When you’ve gobbled up this one, be sure to try my Best Easy Pumpkin Pie, Apple Pie, Blueberry Crepe Filling, Homemade Pie Crust, Blueberry Cobbler, Blueberry Cake, and Blueberry Muffins.

up close blueberry pie slices

Why This Recipe Works

Flaky Perfection: The first step to making a delicious blueberry pie is mastering the flaky, buttery pie crust. My Easy Homemade Pie Crust recipe will result in an amazing crust every time! The combination of this crust along with the sweet and juicy blueberry mixture is literally pie perfection!

Easy to Make: I know that making a homemade pie from scratch can sound like a daunting task, but this is actually quite simple to make. You can make the pie dough ahead of time so that it is ready to go, or you can simply buy pre-made pie crust if you are in a pinch! After mixing together the pie filling, all there is left to do is top the pie with more crust and bake!

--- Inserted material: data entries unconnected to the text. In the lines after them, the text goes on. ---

//! Speech-to-text engine interface and HTTP implementation.

use async_trait::async_trait;
use tracing::debug;

use voxlink_core::config::SttConfig;
use voxlink_core::error::{Result, VoxlinkError};

use crate::vad::{EnergyVad, VadEvent};

/// A piece of recognized speech.
///
/// `is_final` is `None` when the engine does not report finality; the
/// pipeline fills in the configured default at the stage boundary.
#[derive(Debug, Clone, PartialEq)]
pub struct Transcript {
    pub text: String,
    pub is_final: Option<bool>,
}

/// Streaming speech recognizer. Fed PCM incrementally; returns zero or more
/// transcripts per call, in recognition order.
#[async_trait]
pub trait SpeechToText: Send {
    /// Feed raw 16-bit LE PCM (16kHz mono). Emission cadence is up to the
    /// engine — a call may return nothing, partials, or completed utterances.
    async fn feed(&mut self, pcm: &[u8]) -> Result<Vec<Transcript>>;

    /// Flush any buffered audio at end of stream.
    async fn flush(&mut self) -> Result<Vec<Transcript>>;
}

const SAMPLE_RATE: u32 = 16_000;
/// 20ms frames at 16kHz.
const FRAME_SAMPLES: usize = 320;
/// Leading audio kept while waiting for speech, so utterance onsets are not
/// clipped.
const PRE_ROLL_SAMPLES: usize = 8_000;

/// Batch recognizer over an OpenAI-compatible `/audio/transcriptions` API.
///
/// Audio is segmented into utterances with an energy VAD; each completed
/// utterance is wrapped in a WAV container and uploaded. Finality is never
/// reported by this API, so transcripts carry `is_final: None`.
pub struct HttpSpeechToText {
    config: SttConfig,
    client: reqwest::Client,
    vad: EnergyVad,
    /// Samples not yet grouped into a full VAD frame.
    pending: Vec<i16>,
    /// The utterance being accumulated (including pre-roll).
    utterance: Vec<i16>,
}

impl HttpSpeechToText {
    pub fn new(config: SttConfig) -> Self {
        Self {
            config,
            client: reqwest::Client::new(),
            vad: EnergyVad::default_16khz(),
            pending: Vec::new(),
            utterance: Vec::new(),
        }
    }

    async fn transcribe(&self, pcm: &[i16]) -> Result<String> {
        let api_key = self
            .config
            .resolve_api_key()
            .ok_or_else(|| VoxlinkError::Engine("No STT API key configured".into()))?;

        let wav_data = pcm_to_wav(pcm, SAMPLE_RATE, 1, 16);
        let url = provider_url(&self.config.provider);
        let model = self.config.model.as_deref().unwrap_or("whisper-1");

        debug!(url, model, wav_bytes = wav_data.len(), "Sending utterance for transcription");

        let part = reqwest::multipart::Part::bytes(wav_data)
            .file_name("utterance.wav")
            .mime_str("audio/wav")
            .map_err(|e| VoxlinkError::Engine(e.to_string()))?;

        let form = reqwest::multipart::Form::new()
            .text("model", model.to_string())
            .text("response_format", "text")
            .part("file", part);

        let resp = self
            .client
            .post(url)
            .header("Authorization", format!("Bearer {api_key}"))
            .multipart(form)
            .send()
            .await
            .map_err(|e| VoxlinkError::Engine(e.to_string()))?;

        if !resp.status().is_success() {
            let status = resp.status();
            let body = resp.text().await.unwrap_or_default();
            return Err(VoxlinkError::Engine(format!(
                "Transcription API error {status}: {body}"
            )));
        }

        let text = resp
            .text()
            .await
            .map_err(|e| VoxlinkError::Engine(e.to_string()))?;
        Ok(text.trim().to_string())
    }
}

#[async_trait]
impl SpeechToText for HttpSpeechToText {
    async fn feed(&mut self, pcm: &[u8]) -> Result<Vec<Transcript>> {
        let samples: Vec<i16> = pcm
            .chunks_exact(2)
            .map(|b| i16::from_le_bytes([b[0], b[1]]))
            .collect();
        self.pending.extend_from_slice(&samples);

        let mut out = Vec::new();

        while self.pending.len() >= FRAME_SAMPLES {
            let frame: Vec<i16> = self.pending.drain(..FRAME_SAMPLES).collect();
            self.utterance.extend_from_slice(&frame);

            match self.vad.advance(&frame) {
                Some(VadEvent::SpeechEnded) => {
                    let pcm = std::mem::take(&mut self.utterance);
                    let text = self.transcribe(&pcm).await?;
                    if !text.is_empty() {
                        out.push(Transcript {
                            text,
                            is_final: None,
                        });
                    }
                }
                Some(VadEvent::SpeechStarted) | None => {
                    // Bound the pre-roll while nobody is speaking.
                    if !self.vad.is_active() && self.utterance.len() > PRE_ROLL_SAMPLES {
                        let excess = self.utterance.len() - PRE_ROLL_SAMPLES;
                        self.utterance.drain(..excess);
                    }
                }
            }
        }

        Ok(out)
    }

    async fn flush(&mut self) -> Result<Vec<Transcript>> {
        if !self.vad.is_active() {
            self.utterance.clear();
            return Ok(Vec::new());
        }

        self.utterance.extend_from_slice(&self.pending);
        self.pending.clear();
        self.vad.reset();

        let pcm = std::mem::take(&mut self.utterance);
        let text = self.transcribe(&pcm).await?;
        if text.is_empty() {
            return Ok(Vec::new());
        }
        Ok(vec![Transcript {
            text,
            is_final: None,
        }])
    }
}

/// Transcription endpoint for a given provider name.
pub fn provider_url(provider: &str) -> &'static str {
    match provider {
        "groq" => "https://api.groq.com/openai/v1/audio/transcriptions",
        _ => "https://api.openai.com/v1/audio/transcriptions",
    }
}

/// Wrap raw 16-bit PCM in a WAV container.
pub fn pcm_to_wav(pcm: &[i16], sample_rate: u32, channels: u16, bits_per_sample: u16) -> Vec<u8> {
    let data_len = pcm.len() * 2;
    let byte_rate = sample_rate * channels as u32 * bits_per_sample as u32 / 8;
    let block_align = channels * bits_per_sample / 8;
    let file_size = 36 + data_len as u32;

    let mut wav = Vec::with_capacity(44 + data_len);

    wav.extend_from_slice(b"RIFF");
    wav.extend_from_slice(&file_size.to_le_bytes());
    wav.extend_from_slice(b"WAVE");

    wav.extend_from_slice(b"fmt ");
    wav.extend_from_slice(&16u32.to_le_bytes());
    wav.extend_from_slice(&1u16.to_le_bytes()); // PCM
    wav.extend_from_slice(&channels.to_le_bytes());
    wav.extend_from_slice(&sample_rate.to_le_bytes());
    wav.extend_from_slice(&byte_rate.to_le_bytes());
    wav.extend_from_slice(&block_align.to_le_bytes());
    wav.extend_from_slice(&bits_per_sample.to_le_bytes());

    wav.extend_from_slice(b"data");
    wav.extend_from_slice(&(data_len as u32).to_le_bytes());
    for &sample in pcm {
        wav.extend_from_slice(&sample.to_le_bytes());
    }

    wav
}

To Die For: Honestly, my fresh blueberry pie is absolutely to die for. The sweet blueberries are balanced by the tart lemon juice and the flaky crust is the perfect vehicle to transport that blueberry pie filling to our bellies!

Ingredients

ingredients for blueberry pie
  • Homemade Pie Crust: For a homemade pie crust, I recommend following my recipe. Or, you can use a pre-made crust that you buy at the store.
  • Fresh Blueberries: Fresh blueberries result in the perfect textured filling. Frozen blueberries will release more juices and you might end up with a runny filling.
  • Egg: I like to egg wash the pie crust before it goes into the oven in order to have a perfect golden color!
  • Turbinado Sugar: This is optional, but tastes and looks amazing on the pie. Turbinado sugar is a course sugar that you can use to sprinkle on top of the pie crust before it goes into the oven if desired.

Here’s How to Make It

first four steps of preparing blueberry pie recipe
final four steps of preparing blueberry pie recipe
  1. Preheat & Prep: Preheat the oven to 375 and line a pie dish with one of the pie crusts and place it in the freezer for a few minutes while you prepare the filling. (photo 2)
  2. Mix the Filling: Toss the blueberries together with sugar, cornstarch, and lemon juice. (photo 1)
  3. Assemble the Pie: Pour the blueberry mixture into the prepared pie crust. Brush the edges with the egg wash and lay the second pie crust over the the top either in just one sheet, or in a lattice pattern. (photos 3-6)
  4. Egg Wash: Use your thumbs and forefinger to crimp the edges of the pastry and brush the pie with the remaining egg wash before sprinkling with turbinado sugar, if using. If you’ve topped the pie with a single sheet, make two small holes in the middle of the pie to allow steam to escape. (photo 7)
  5. Bake & Cool: Bake for 45-50 minutes until the pastry is golden. Allow to rest for at least 1 hour before serving and enjoy! (photo 8)
slice of blueberry pie topped with vanilla ice cream

Expert Tips

  • No need to spray the pie dish with non stick spray! The butter content in the pie crust will ensure that it won’t stick to the dish.
  • Make the pie crust ahead of time. This pie dough needs to be chilled before using. Instead of placing it in the freezer, place it in the fridge for up to 3 days until it is ready to be used to make blueberry pie.
  • Place a baking sheet below the pie pan! I recommend placing a baking sheet below the pie pan in case any of the filling seeps out. Blueberry pie is known for releasing a lot of moisture in the oven!
  • If the edges of the pie crust are getting too dark too soon, place a layer of foil around the edges and continue baking until cooked through.
pie server scooping blueberry pie from dish

Frequently Asked Questions

Why do I have to let the pie cool for a whole hour before serving?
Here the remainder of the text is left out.